- The Washington Times - Tuesday, September 5, 2006

Secretary of State Condoleezza Rice has drawn a parallel between the war in Iraq and America’s Civil War, saying that fighting to the end was the right thing to do even though many thought it was a mistake.

“I know that there were people who said, ‘Why don’t we get out of this now, take a peace with the South, but leave the South with slaves?’ Just because things are difficult, it doesn’t mean that they are wrong or that you turn back,” Miss Rice said.

In another parallel, she said that “by all rights, the United States of America should not have come into being,” because “there were people who thought that the Declaration of Independence was a mistake.”

Miss Rice made her remarks in a wide-ranging interview with Essence magazine, whose readership is predominantly black.

Miss Rice also defended President Bush’s record on racial issues.

It was “a ridiculous lie,” she said, that the government was “negligent” and “cared less” about most of Hurricane Katrina’s victims in New Orleans “because these were black Americans.”

It was Mr. Bush’s minority education policies when he was Texas governor that “really attracted me to this president,” she said.

“I’ve seen what is happening to our kids, particularly in inner city schools, where they are not being educated, where they are being warehoused,” she said. “And it makes me furious that people aren’t more outraged about that. He was outraged about that and wanted to have accountability.”

Miss Rice also pointed to “huge increases in funding to historically black colleges” during the Bush administration.

Turning to foreign policy, Miss Rice cited Sudan and Liberia as examples of the Bush administration’s commitment to Africa.

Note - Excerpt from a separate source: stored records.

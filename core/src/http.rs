//! HTTP transport seam.
//!
//! # Design
//! These types describe HTTP requests and responses as plain data. The core
//! crate builds `HttpRequest` values and interprets `HttpResponse` values; the
//! actual round trip is performed by a `Transport` implementation supplied by
//! the caller (a real HTTP client in production, a canned mock in tests). This
//! keeps the core deterministic and lets tests count or fail network calls
//! precisely.

use thiserror::Error;

/// HTTP method for a request.
#[derive(Debug, Clone, PartialEq, Eq)]
pub enum HttpMethod {
    Get,
    Post,
}

/// An HTTP request described as plain data.
#[derive(Debug, Clone)]
pub struct HttpRequest {
    pub method: HttpMethod,
    pub url: String,
    pub headers: Vec<(String, String)>,
    pub body: Option<String>,
}

/// An HTTP response described as plain data.
///
/// `status_text` carries the reason phrase ("Unprocessable Content", ...) so
/// error reporting can fall back to it when the body has no usable message.
#[derive(Debug, Clone)]
pub struct HttpResponse {
    pub status: u16,
    pub status_text: String,
    pub headers: Vec<(String, String)>,
    pub body: String,
}

impl HttpResponse {
    pub fn is_success(&self) -> bool {
        (200..300).contains(&self.status)
    }
}

/// No HTTP response was received: DNS failure, refused connection, broken
/// pipe. A 4xx/5xx status is *not* a transport error; implementations must
/// return those as an `HttpResponse` so the client can interpret them.
#[derive(Debug, Clone, Error)]
#[error("{0}")]
pub struct TransportError(pub String);

/// Executes one HTTP round trip.
pub trait Transport {
    fn execute(&self, request: &HttpRequest) -> Result<HttpResponse, TransportError>;
}
use tokio::net::TcpListener;

#[tokio::main]
async fn main() -> Result<(), std::io::Error> {
    let port = std::env::var("PORT").unwrap_or_else(|_| "3000".to_string());
    let token = std::env::var("TOKEN").unwrap_or_else(|_| "dev-token".to_string());
    let addr = format!("127.0.0.1:{port}");
    let listener = TcpListener::bind(&addr).await?;
    println!("listening on {addr}");
    mock_server::run(listener, &token).await
}
//! Domain DTOs for the Pockets API.
//!
//! # Design
//! These types mirror the backend's schema but are defined independently of
//! the mock-server crate; integration tests catch schema drift. `ApiResult`
//! is the one UI-facing envelope: the boundary operations always produce it
//! fresh and it is never persisted.

use serde::{Deserialize, Serialize};
use serde_json::Value;

/// A destination bucket for saved items, owned by the backend.
#[derive(Debug, Clone, PartialEq, Eq, Serialize, Deserialize)]
pub struct Project {
    pub id: i64,
    pub name: String,
}

/// A saved entry attached to a project. Entries created by this client are
/// always of type "url"; `value` holds the link itself.
#[derive(Debug, Clone, PartialEq, Eq, Serialize, Deserialize)]
pub struct Item {
    pub id: i64,
    #[serde(default)]
    pub name: Option<String>,
    pub value: String,
}

/// What the user asked to save: page, link or image, or edited form fields.
#[derive(Debug, Clone)]
pub struct SaveRequest {
    pub title: String,
    pub url: String,
}

/// Wire body for creating an item.
#[derive(Debug, Serialize)]
pub(crate) struct NewItem<'a> {
    pub title: &'a str,
    #[serde(rename = "type")]
    pub kind: &'static str,
    pub value: &'a str,
}

/// Uniform outcome of the boundary operations (`save_current_page`,
/// `test_connection`). `message` is rendered to the user as-is.
#[derive(Debug, Clone, Serialize)]
pub struct ApiResult {
    pub success: bool,
    pub message: String,
    #[serde(skip_serializing_if = "Option::is_none")]
    pub data: Option<Value>,
}

impl ApiResult {
    pub fn ok(message: impl Into<String>, data: Option<Value>) -> Self {
        Self {
            success: true,
            message: message.into(),
            data,
        }
    }

    pub fn err(message: impl Into<String>) -> Self {
        Self {
            success: false,
            message: message.into(),
            data: None,
        }
    }
}

/// One page of a project's saved items. `next_page_url` is the server's
/// opaque next-page indicator, passed through untouched; `None` means this
/// is the last page.
#[derive(Debug, Clone)]
pub struct ItemPage {
    pub items: Vec<Item>,
    pub next_page_url: Option<String>,
}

Mr. Bush said early in his presidency that he “wanted to do something about Sudan,” she said. At the time, the Islamist government in Khartoum was fighting in a bloody civil war with Christians in the south and problems in Darfur had yet to surface.

In Liberia’s case, Mr. Bush suggested that someone else help end a civil war there because Washington’s plate was full with Afghanistan, Iraq and other commitments.

But, Miss Rice said, she urged the president to reconsider, “because of our history with Liberia of having been founded by freed American slaves, Liberia is our responsibility.”

Asked whether she supports affirmative action, Miss Rice said that she does, but that she doesn’t “believe in quotas.”

“I don’t believe in lowered standards, but I don’t believe affirmative action means lowered standards,” she said. “I think it means looking outside of normal networks to find people who might be equally capable.”

She said her hiring by Stanford University in 1981 “was an example of affirmative action” because the school “didn’t need another Soviet specialist” but “took a look at this young black woman, and they liked my work, and I know that they created a space to hire me because they wanted to diversify their family.”

“We are not a color-blind society,” she said. “I think we aspire to be, but we are not, and race matters.”

In an interview with Reader’s Digest, Miss Rice, 51, said again that she would not run for president.

“But by this time in life, I do know what I want to do and what I don’t,” she said.